- [Try it] Your task is to quote the listing below exactly, beginning with its first line and ending on the line bearing "tag, validates its".

- [Provided records]
^^^^^^^^^^^^^^^^

//! Hierarchical metadata layers
//!
//! A bundle composes up to five layers — identity, provenance,
//! characteristics, lineage, rights — each a tagged variant with typed
//! required fields plus an open extensions map for forward-compatible
//! unknown fields. Every layer knows its standard tag, validates its
//! own required-field invariant, and projects to its named external
//! vocabulary.

pub mod characteristics;
pub mod identity;
pub mod lineage;
pub mod provenance;
pub mod rights;

use std::fmt;
use std::str::FromStr;

use serde::de::DeserializeOwned;
use serde::Serialize;
use serde_json::Value;

use crate::error::{MetadataError, MetadataResult};

pub use characteristics::{CharacteristicsLayer, CharacteristicsSchema};
pub use identity::IdentityLayer;
pub use lineage::LineageLayer;
pub use provenance::{ProvenanceLayer, ProvenanceSignature};
pub use rights::{License, PolicyConstraint, PolicyRule, RightsLayer};

/// The five layer slots of a metadata bundle
#[derive(Debug, Clone, Copy, PartialEq, Eq, Hash)]
pub enum LayerKind {
    Identity,
    Provenance,
    Characteristics,
    Lineage,
    Rights,
}

impl LayerKind {
    /// All layer slots, in bundle order.
    pub const ALL: [LayerKind; 5] = [
        LayerKind::Identity,
        LayerKind::Provenance,
        LayerKind::Characteristics,
        LayerKind::Lineage,
        LayerKind::Rights,
    ];
}

impl fmt::Display for LayerKind {
    fn fmt(&self, f: &mut fmt::Formatter<'_>) -> fmt::Result {
        let s = match self {
            LayerKind::Identity => "identity",
            LayerKind::Provenance => "provenance",
            LayerKind::Characteristics => "characteristics",
            LayerKind::Lineage => "lineage",
            LayerKind::Rights => "rights",
        };
        f.write_str(s)
    }
}

impl FromStr for LayerKind {
    type Err = MetadataError;

    /// Resolve a standard tag (or layer name) to its slot.
    fn from_str(s: &str) -> MetadataResult<Self> {
        match s {
            "identity" | "did" => Ok(LayerKind::Identity),
            "provenance" | "c2pa" => Ok(LayerKind::Provenance),
            "characteristics" | "model-card" | "data-sheet" | "general" => {
                Ok(LayerKind::Characteristics)
            }
            "lineage" | "prov" => Ok(LayerKind::Lineage),
            "rights" | "odrl" | "odrl-like" => Ok(LayerKind::Rights),
            other => Err(MetadataError::UnknownLayerTag(other.to_string())),
        }
    }
}

/// The contract every layer satisfies
pub trait MetadataLayer {
    /// Which bundle slot this layer occupies.
    fn kind(&self) -> LayerKind;

    /// The layer's standard tag (`did`, `c2pa`, `model-card`, ...).
    fn standard_tag(&self) -> &'static str;

    /// Check the layer's required-field invariant.
    fn validate(&self) -> MetadataResult<()>;

    /// Project the layer into its named external vocabulary.
    fn project(&self) -> Value;

    /// When this layer was last modified (ISO-8601 UTC).
    fn updated_at(&self) -> &str;

    /// Refresh the modification timestamp.
    fn touch(&mut self);
}

/// Update one field of a layer by dot-path, creating missing
/// intermediate objects.
///
/// The layer is rewritten through its serialized form so unknown path
/// segments land in the extensions map rather than being lost.
pub fn update_layer_field<L>(layer: &mut L, path: &str, value: Value) -> MetadataResult<()>
where
    L: MetadataLayer + Serialize + DeserializeOwned,
{
    let mut tree = serde_json::to_value(&*layer)?;
    set_path(&mut tree, path, value)?;
    *layer = serde_json::from_value(tree)?;
    layer.touch();
    Ok(())
}

/// Set `value` at a dot-separated path inside a JSON tree, creating
/// missing intermediate objects along the way.
pub fn set_path(tree: &mut Value, path: &str, value: Value) -> MetadataResult<()> {
    let segments: Vec<&str> = path.split('.').collect();
    if segments.iter().any(|s| s.is_empty()) {
        return Err(MetadataError::InvalidFieldPath(path.to_string()));
    }

    let mut current = tree;
    for segment in &segments[..segments.len() - 1] {
        let map = current
            .as_object_mut()
            .ok_or_else(|| MetadataError::InvalidFieldPath(path.to_string()))?;
        current = map
            .entry((*segment).to_string())
            .or_insert_with(|| Value::Object(serde_json::Map::new()));
        if !current.is_object() {
            return Err(MetadataError::InvalidFieldPath(path.to_string()));
        }
    }

    let map = current
        .as_object_mut()
        .ok_or_else(|| MetadataError::InvalidFieldPath(path.to_string()))?;
    map.insert(segments[segments.len() - 1].to_string(), value);
    Ok(())
}

/// Read the value at a dot-separated path, if present.
pub fn get_path<'a>(tree: &'a Value, path: &str) -> Option<&'a Value> {
    let mut current = tree;
    for segment in path.split('.') {
        current = current.as_object()?.get(segment)?;
    }
    Some(current)
}

pub(crate) fn now_iso() -> String {
    sigil_core::document::iso_millis(chrono::Utc::now())
}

^^^^^^^^^^^^^^^^

- [Written solution]
//! Hierarchical metadata layers
//!
//! A bundle composes up to five layers — identity, provenance,
//! characteristics, lineage, rights — each a tagged variant with typed
//! required fields plus an open extensions map for forward-compatible
//! unknown fields. Every layer knows its standard tag, validates its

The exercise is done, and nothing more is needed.